By: Christopher Stephenson and Dr. Russ Couturier
Back in January many business analysts and data science pundits proclaimed 2019 would be the year that artificial intelligence went mainstream. And currently, all indicators appear to support this assertion. But as more and more businesses begin to deploy and operationalize AI, its obstacles, limitations and pitfalls become more apparent.

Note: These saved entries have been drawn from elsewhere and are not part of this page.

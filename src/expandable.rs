//! Relationships to other resources that the API may return either as a bare id
//! or, when requested through `expand`, as the full embedded object.
//!
//! Callers can always read the [`id`](Expandable::id) of a relationship, but should only
//! rely on the embedded [`value`](Expandable::value) after checking it is there: the API is
//! free to leave a relationship unexpanded even when expansion was requested.

use crate::params::ParamValue;
use serde::{
    de::{self, MapAccess, SeqAccess, Visitor},
    ser::SerializeSeq,
    Deserialize, Deserializer, Serialize, Serializer,
};
use std::{fmt, marker::PhantomData, ops::Deref};

/// A resource returned by the API.
pub trait Object {
    /// Value of the `object` field for this kind of resource.
    const OBJECT: &'static str;

    /// Unique identifier of the resource.
    fn id(&self) -> &str;
}

/// A relationship to another resource, either as its id or the expanded object.
///
/// A relationship that is not set at all (JSON `null` or a missing key) is represented
/// by wrapping this type in an `Option`.
#[derive(Clone, Debug, PartialEq, Eq)]
pub enum Expandable<T> {
    Id(String),
    Object(Box<T>),
}

impl<T: Object> Expandable<T> {
    /// Identifier of the related resource, regardless of whether it was expanded.
    pub fn id(&self) -> &str {
        match self {
            Expandable::Id(id) => id,
            Expandable::Object(object) => object.id(),
        }
    }
}

impl<T> Expandable<T> {
    pub fn is_expanded(&self) -> bool {
        matches!(self, Expandable::Object(_))
    }

    /// The embedded resource, if the server expanded it.
    pub fn value(&self) -> Option<&T> {
        match self {
            Expandable::Id(_) => None,
            Expandable::Object(object) => Some(object.as_ref()),
        }
    }

    pub fn into_value(self) -> Option<T> {
        match self {
            Expandable::Id(_) => None,
            Expandable::Object(object) => Some(*object),
        }
    }
}

impl<T> From<&str> for Expandable<T> {
    fn from(id: &str) -> Self {
        Expandable::Id(id.to_string())
    }
}

impl<T> From<String> for Expandable<T> {
    fn from(id: String) -> Self {
        Expandable::Id(id)
    }
}

impl<T: Object> From<Expandable<T>> for ParamValue {
    /// Only the id is ever sent back to the API.
    fn from(expandable: Expandable<T>) -> Self {
        ParamValue::String(expandable.id().to_string())
    }
}

impl<T: Object> Serialize for Expandable<T> {
    fn serialize<S: Serializer>(&self, serializer: S) -> Result<S::Ok, S::Error> {
        serializer.serialize_str(self.id())
    }
}

impl<'de, T: Deserialize<'de>> Deserialize<'de> for Expandable<T> {
    fn deserialize<D: Deserializer<'de>>(deserializer: D) -> Result<Self, D::Error> {
        deserializer.deserialize_any(ExpandableVisitor(PhantomData))
    }
}

struct ExpandableVisitor<T>(PhantomData<T>);

impl<'de, T: Deserialize<'de>> Visitor<'de> for ExpandableVisitor<T> {
    type Value = Expandable<T>;

    fn expecting(&self, f: &mut fmt::Formatter) -> fmt::Result {
        f.write_str("an id string or an expanded object")
    }

    fn visit_str<E: de::Error>(self, v: &str) -> Result<Self::Value, E> {
        Ok(Expandable::Id(v.to_string()))
    }

    fn visit_string<E: de::Error>(self, v: String) -> Result<Self::Value, E> {
        Ok(Expandable::Id(v))
    }

    fn visit_map<A: MapAccess<'de>>(self, map: A) -> Result<Self::Value, A::Error> {
        T::deserialize(de::value::MapAccessDeserializer::new(map))
            .map(|object| Expandable::Object(Box::new(object)))
    }
}

/// An ordered list of relationships, each independently expanded or not.
#[derive(Clone, Debug, PartialEq)]
pub struct ExpandableList<T>(Vec<Expandable<T>>);

impl<T> ExpandableList<T> {
    pub fn new(items: Vec<Expandable<T>>) -> Self {
        Self(items)
    }

    pub fn into_inner(self) -> Vec<Expandable<T>> {
        self.0
    }
}

impl<T: Object> ExpandableList<T> {
    /// Identifiers of all the related resources, in order.
    pub fn ids(&self) -> Vec<&str> {
        self.0.iter().map(Expandable::id).collect()
    }

    /// The related resources that were expanded, in order.
    pub fn values(&self) -> impl Iterator<Item = &T> {
        self.0.iter().filter_map(Expandable::value)
    }
}

impl<T> Default for ExpandableList<T> {
    fn default() -> Self {
        Self(Vec::new())
    }
}

impl<T> Deref for ExpandableList<T> {
    type Target = [Expandable<T>];

    fn deref(&self) -> &Self::Target {
        &self.0
    }
}

impl<'a, T> IntoIterator for &'a ExpandableList<T> {
    type Item = &'a Expandable<T>;
    type IntoIter = std::slice::Iter<'a, Expandable<T>>;

    fn into_iter(self) -> Self::IntoIter {
        self.0.iter()
    }
}

impl<T> FromIterator<Expandable<T>> for ExpandableList<T> {
    fn from_iter<I: IntoIterator<Item = Expandable<T>>>(iter: I) -> Self {
        Self(iter.into_iter().collect())
    }
}

impl<T> From<Vec<Expandable<T>>> for ExpandableList<T> {
    fn from(items: Vec<Expandable<T>>) -> Self {
        Self(items)
    }
}

impl<T: Object> From<ExpandableList<T>> for ParamValue {
    fn from(list: ExpandableList<T>) -> Self {
        ParamValue::Array(list.0.into_iter().map(ParamValue::from).collect())
    }
}

impl<T: Object> Serialize for ExpandableList<T> {
    fn serialize<S: Serializer>(&self, serializer: S) -> Result<S::Ok, S::Error> {
        let mut seq = serializer.serialize_seq(Some(self.0.len()))?;
        for item in &self.0 {
            seq.serialize_element(item)?;
        }
        seq.end()
    }
}

impl<'de, T: Deserialize<'de>> Deserialize<'de> for ExpandableList<T> {
    fn deserialize<D: Deserializer<'de>>(deserializer: D) -> Result<Self, D::Error> {
        deserializer.deserialize_option(ExpandableListVisitor(PhantomData))
    }
}

struct ExpandableListVisitor<T>(PhantomData<T>);

impl<'de, T: Deserialize<'de>> Visitor<'de> for ExpandableListVisitor<T> {
    type Value = ExpandableList<T>;

    fn expecting(&self, f: &mut fmt::Formatter) -> fmt::Result {
        f.write_str("a list of id strings or expanded objects")
    }

    fn visit_none<E: de::Error>(self) -> Result<Self::Value, E> {
        Ok(ExpandableList::default())
    }

    fn visit_unit<E: de::Error>(self) -> Result<Self::Value, E> {
        Ok(ExpandableList::default())
    }

    fn visit_some<D: Deserializer<'de>>(self, deserializer: D) -> Result<Self::Value, D::Error> {
        Vec::<Expandable<T>>::deserialize(deserializer).map(ExpandableList)
    }

    fn visit_seq<A: SeqAccess<'de>>(self, mut seq: A) -> Result<Self::Value, A::Error> {
        let mut items = Vec::with_capacity(seq.size_hint().unwrap_or(0));
        while let Some(item) = seq.next_element()? {
            items.push(item);
        }
        Ok(ExpandableList(items))
    }
}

For example, Machine Learning (ML), which is all the rage these days, suffers from fluid landscapes, and ‘data amnesia’. ML requires a corpus of data as a starting point for building a model. But when it comes time to update or modify the model, a complete retraining is required that involves backtracking to the original starting point, negating any learning that has previously taken place. This is one of the main reasons building AI models can take weeks and sometimes months. Imagine if every time you improved your golf swing, you needed to relearn everything you previously knew about golf. As an aside, this might actually improve our golf scores, but we will leave that for a future blog post. Since the originating corpus is only representative of a point-in-time for many applications, retraining is an ongoing and sometimes frequent requirement in order to remain in line with current data and trends. Of course, you can always increase the computing power and crank up GPUs to speed things up, but the costs quickly get out of control.
An additional, less-spoken-about obstacle associated with traditional ML is something we call ‘photo-roll paralysis’. Some of you may be old enough to recall the days when cameras held physical rolls of film that allowed you to take a finite number of pictures (usually 24 or 36). This meant that you put a lot of thought into each picture that you took, as you wanted to make sure that every picture was worth it. In the digital world, we now have the luxury of snapping as many pictures as we want, knowing we can pick the ideal ones later and ignore the rest. The current ML approach is analogous to the photo roll scenario. Due to the time and effort it takes to build models using current methods, data science teams face a lot of pressure to ensure they get things right on the first try. And under this pressure, they often go to excessive lengths to identify the perfect question(s) and try to build the ideal model. Much time and energy is lost in the process, and some projects can even become stalled indefinitely. Thankfully, there are emerging technologies and approaches that allow us to update models in an iterative, additive way without the time and cost associated with the current ML traps.
Topos Labs is pioneering such an approach, as part of a cognitive content intelligence platform called Gracie. By using conventional databases, neural networks, and web sourced feature vectors, Gracie uses a newly-minted global language ontology model (GLO), which is a mathematical representation of human language that serves as a foundational starting point for all new models. Think of GLO as a periodic table for classifying the multivariate relationships that exist in language. With GLO, Gracie can use a sequence of words or phrases to predict the next word or phrase. And as new landscapes emerge, human-augmented models are compared and merged with the GLO to increase the accuracy of existing models while creating new ones that are embedded within the intelligence. The result: elastic, near-real-time model building, saving weeks of time and enabling rapid, iterative model experimentation.
Thankfully the days of long build times are numbered, data amnesia will soon be a distant memory, and photo-roll paralysis will be out of the picture for good.